La realtà, però, è che anche la gestione trumpiana del Coronavirus è figlia della cultura del sovranismo. E’ figlia di ogni visione suprematista fatta soprattutto di semplificazione. E’ paradossale, ne abbiamo già parlato agli inizi della pandemia, riconoscere in un certo tipo di politico decisionista e sovranista( in particolare Trump, Johnson e Bolsonaro ) quello che ha portato il proprio paese al più grave insuccesso nella lotta al Coronavirus.
Con la sconfitta di Trump molte cose cambieranno. Ma bisognerà fare attenzione a non sovra eccitarci su quello che potrà fare Joe Biden, al di là del cambio di linguaggio e del metodo che egli seguirà sia in politica interna, sia in campo internazionale.
Intanto, bisognerà vedere come andrà a finire tutta la vicenda dell’insediamento. Molti settori del partito repubblicano stanno lasciando al loro destino Trump, ma non per questo demorderanno dalla battaglia divenuta ancora più cruciale per la conquista della maggioranza del Senato rinviata al prossimo 5 gennaio in Georgia da dove dovrà arrivare il responso definitivo sul controllo della Camera alta.
Dopo di che vi sono tutte le questioni che Trump ha aperto al di fuori dello scacchiere mediorientale, e per le quali  sarà necessaria, eventualmente, un’opera di ricucitura in campo internazionale che a noi molto interessa perché riguarda i rapporti con l’Onu e con l’Europa, ma soprattutto con la Cina e la Russia.

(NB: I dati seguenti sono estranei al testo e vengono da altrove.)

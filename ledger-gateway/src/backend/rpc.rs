use super::{
    AddressTxidsQuery, BlockHeaderInfo, BlockchainInfo, ChainBackend, RawTransaction, SpentInfo,
    SpentInfoQuery, VerboseBlock,
};
use crate::error::{BackendError, BackendResult, RPC_INVALID_RESPONSE};
use bitcoincore_rpc::{Auth, Client, RpcApi};
use gateway_util::EndpointConfig;
use serde::de::DeserializeOwned;
use serde_json::{Value, json};
use std::sync::{Arc, RwLock};
use std::time::Duration;

// Page size for searchrawtransactions, newest first
const SEARCH_RAW_TRANSACTIONS_COUNT: u32 = 100;

/// A JSON-RPC connection to one chain backend node.
pub struct RpcEndpoint {
    rpc_url: String,
    auth: Auth,
    timeout: Duration,
    client: RwLock<Option<Arc<Client>>>,
}

impl RpcEndpoint {
    pub fn new(config: &EndpointConfig) -> Self {
        // The client is created on demand: the auth cookie file may not exist
        // until the node has started, and it changes when the node restarts.
        Self {
            rpc_url: config.rpc_url(),
            auth: config.auth(),
            timeout: config.timeout(),
            client: RwLock::new(None),
        }
    }

    fn update_client(&self) -> BackendResult<Arc<Client>> {
        let new_client = Client::new(&self.rpc_url, self.auth.clone()).map_err(|e| {
            let msg = format!("Failed to create RPC client for {}: {}", self.rpc_url, e);
            error!("{}", msg);
            BackendError::transport(msg)
        })?;

        let client = Arc::new(new_client);
        *self.client.write().unwrap() = Some(client.clone());

        info!("RPC client for {} updated successfully.", self.rpc_url);
        Ok(client)
    }

    fn client(&self) -> BackendResult<Arc<Client>> {
        if let Some(client) = &*self.client.read().unwrap() {
            return Ok(client.clone());
        }

        // Concurrent callers may both create a client here, the last one wins
        debug!("RPC client for {} is not initialized yet", self.rpc_url);
        self.update_client()
    }

    fn is_auth_cookie(&self) -> bool {
        matches!(self.auth, Auth::CookieFile(_))
    }

    fn on_transport_error(&self) {
        // The node may have restarted with a new auth cookie, drop the client
        // so the next call re-reads it
        if self.is_auth_cookie() {
            *self.client.write().unwrap() = None;
        }
    }

    fn to_backend_error(&self, method: &str, error: bitcoincore_rpc::Error) -> BackendError {
        use bitcoincore_rpc::jsonrpc;

        match error {
            bitcoincore_rpc::Error::JsonRpc(jsonrpc::Error::Rpc(e)) => {
                debug!(
                    "{} on {} returned error {}: {}",
                    method, self.rpc_url, e.code, e.message
                );
                BackendError::new(e.code, e.message)
            }
            bitcoincore_rpc::Error::JsonRpc(jsonrpc::Error::Transport(e)) => {
                self.on_transport_error();

                let msg = format!("{} on {} transport error: {}", method, self.rpc_url, e);
                warn!("{}", msg);
                BackendError::transport(msg)
            }
            e => {
                let msg = format!("{} on {} failed: {}", method, self.rpc_url, e);
                warn!("{}", msg);
                BackendError::new(RPC_INVALID_RESPONSE, msg)
            }
        }
    }

    async fn call<T>(&self, method: &'static str, args: Vec<Value>) -> BackendResult<T>
    where
        T: DeserializeOwned + Send + 'static,
    {
        let client = self.client()?;
        let task = tokio::task::spawn_blocking(move || client.call::<T>(method, &args));

        match tokio::time::timeout(self.timeout, task).await {
            Ok(Ok(result)) => result.map_err(|e| self.to_backend_error(method, e)),
            Ok(Err(e)) => {
                let msg = format!("{} on {} task join error: {}", method, self.rpc_url, e);
                error!("{}", msg);
                Err(BackendError::transport(msg))
            }
            Err(_) => {
                let msg = format!(
                    "{} on {} timed out after {:?}",
                    method, self.rpc_url, self.timeout
                );
                warn!("{}", msg);
                Err(BackendError::timeout(msg))
            }
        }
    }
}

#[async_trait::async_trait]
impl ChainBackend for RpcEndpoint {
    fn name(&self) -> &str {
        &self.rpc_url
    }

    async fn get_best_block_hash(&self) -> BackendResult<String> {
        self.call("getbestblockhash", vec![]).await
    }

    async fn get_block_hash(&self, height: u64) -> BackendResult<String> {
        self.call("getblockhash", vec![json!(height)]).await
    }

    async fn get_block(&self, hash: &str) -> BackendResult<VerboseBlock> {
        self.call("getblock", vec![json!(hash), json!(1)]).await
    }

    async fn get_raw_block(&self, hash: &str) -> BackendResult<String> {
        self.call("getblock", vec![json!(hash), json!(0)]).await
    }

    async fn get_block_header(&self, hash: &str) -> BackendResult<BlockHeaderInfo> {
        self.call("getblockheader", vec![json!(hash), json!(true)])
            .await
    }

    async fn get_raw_transaction(&self, txid: &str) -> BackendResult<RawTransaction> {
        self.call("getrawtransaction", vec![json!(txid), json!(1)])
            .await
    }

    async fn get_raw_transaction_hex(&self, txid: &str) -> BackendResult<String> {
        self.call("getrawtransaction", vec![json!(txid), json!(0)])
            .await
    }

    async fn get_address_txids(&self, query: &AddressTxidsQuery) -> BackendResult<Vec<String>> {
        self.call("getaddresstxids", vec![json!(query)]).await
    }

    async fn search_raw_transactions(&self, address: &str) -> BackendResult<Vec<RawTransaction>> {
        // verbose, skip 0, newest first, with previous output data on inputs
        self.call(
            "searchrawtransactions",
            vec![
                json!(address),
                json!(1),
                json!(0),
                json!(SEARCH_RAW_TRANSACTIONS_COUNT),
                json!(1),
                json!(true),
            ],
        )
        .await
    }

    async fn get_spent_info(&self, query: &SpentInfoQuery) -> BackendResult<SpentInfo> {
        self.call("getspentinfo", vec![json!(query)]).await
    }

    async fn send_raw_transaction(
        &self,
        hex: &str,
        allow_absurd_fees: bool,
    ) -> BackendResult<String> {
        self.call(
            "sendrawtransaction",
            vec![json!(hex), json!(allow_absurd_fees)],
        )
        .await
    }

    async fn decode_raw_transaction(&self, hex: &str) -> BackendResult<Value> {
        self.call("decoderawtransaction", vec![json!(hex)]).await
    }

    async fn estimate_fee(&self, blocks: u32) -> BackendResult<f64> {
        self.call("estimatefee", vec![json!(blocks)]).await
    }

    async fn get_blockchain_info(&self) -> BackendResult<BlockchainInfo> {
        self.call("getblockchaininfo", vec![]).await
    }

    async fn generate(&self, count: u32) -> BackendResult<Vec<String>> {
        self.call("generate", vec![json!(count)]).await
    }
}

#[cfg(test)]
mod tests {
    use super::*;
    use crate::error::{RPC_TIMEOUT_ERROR, RPC_TRANSPORT_ERROR};
    use gateway_util::BackendAuth;

    fn unreachable_endpoint(timeout_secs: u64) -> RpcEndpoint {
        // Port 9 (discard) on loopback is expected to refuse connections
        let config = EndpointConfig {
            rpc_url: Some("http://127.0.0.1:9".to_string()),
            auth: Some(BackendAuth::UserPass("u".to_string(), "p".to_string())),
            timeout_secs,
            ..Default::default()
        };
        RpcEndpoint::new(&config)
    }

    #[tokio::test]
    async fn test_unreachable_endpoint_reports_transport_error() {
        let endpoint = unreachable_endpoint(10);
        assert_eq!(endpoint.name(), "http://127.0.0.1:9");

        let err = endpoint.get_best_block_hash().await.unwrap_err();
        assert!(
            err.code == RPC_TRANSPORT_ERROR || err.code == RPC_TIMEOUT_ERROR,
            "unexpected error {:?}",
            err
        );
    }
}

Allora, la differenza sostanziale tra Trump e Biden forse si troverà  attorno al termine “multilateralità”. Cosa che significa il metodo con cui la nuova amministrazione si misurerà con le questioni del mondo che quelle sono e quelle restano indipendentemente dall’inquilino della Casa Bianca.

Una notazione finale riguarda le immediate reazioni internazionali alla vittoria di Biden ( CLICCA QUI ): Putin, il primo a farlo con Trump quattro anni fa, ancora non si è congratulato ufficialmente né ha chiamato al telefono il neo eletto. Lo stesso per quel che riguarda alcuni capi di stato europei e latino americani, come quelli della Slovenia, il brasiliano Bolsonaro, il messicano Lopez Obrador. Alcune congratulazioni sono giunte solo dopo 24 ore, vedi il caso di Cina e Arabia Saudita mentre del primo ministro israeliano Nethanyahu è stato notato che nel suo messaggio non abbia parlato di Presidente eletto.

Insomma, Joe Biden dovrà affrontare un bel cammino in salita.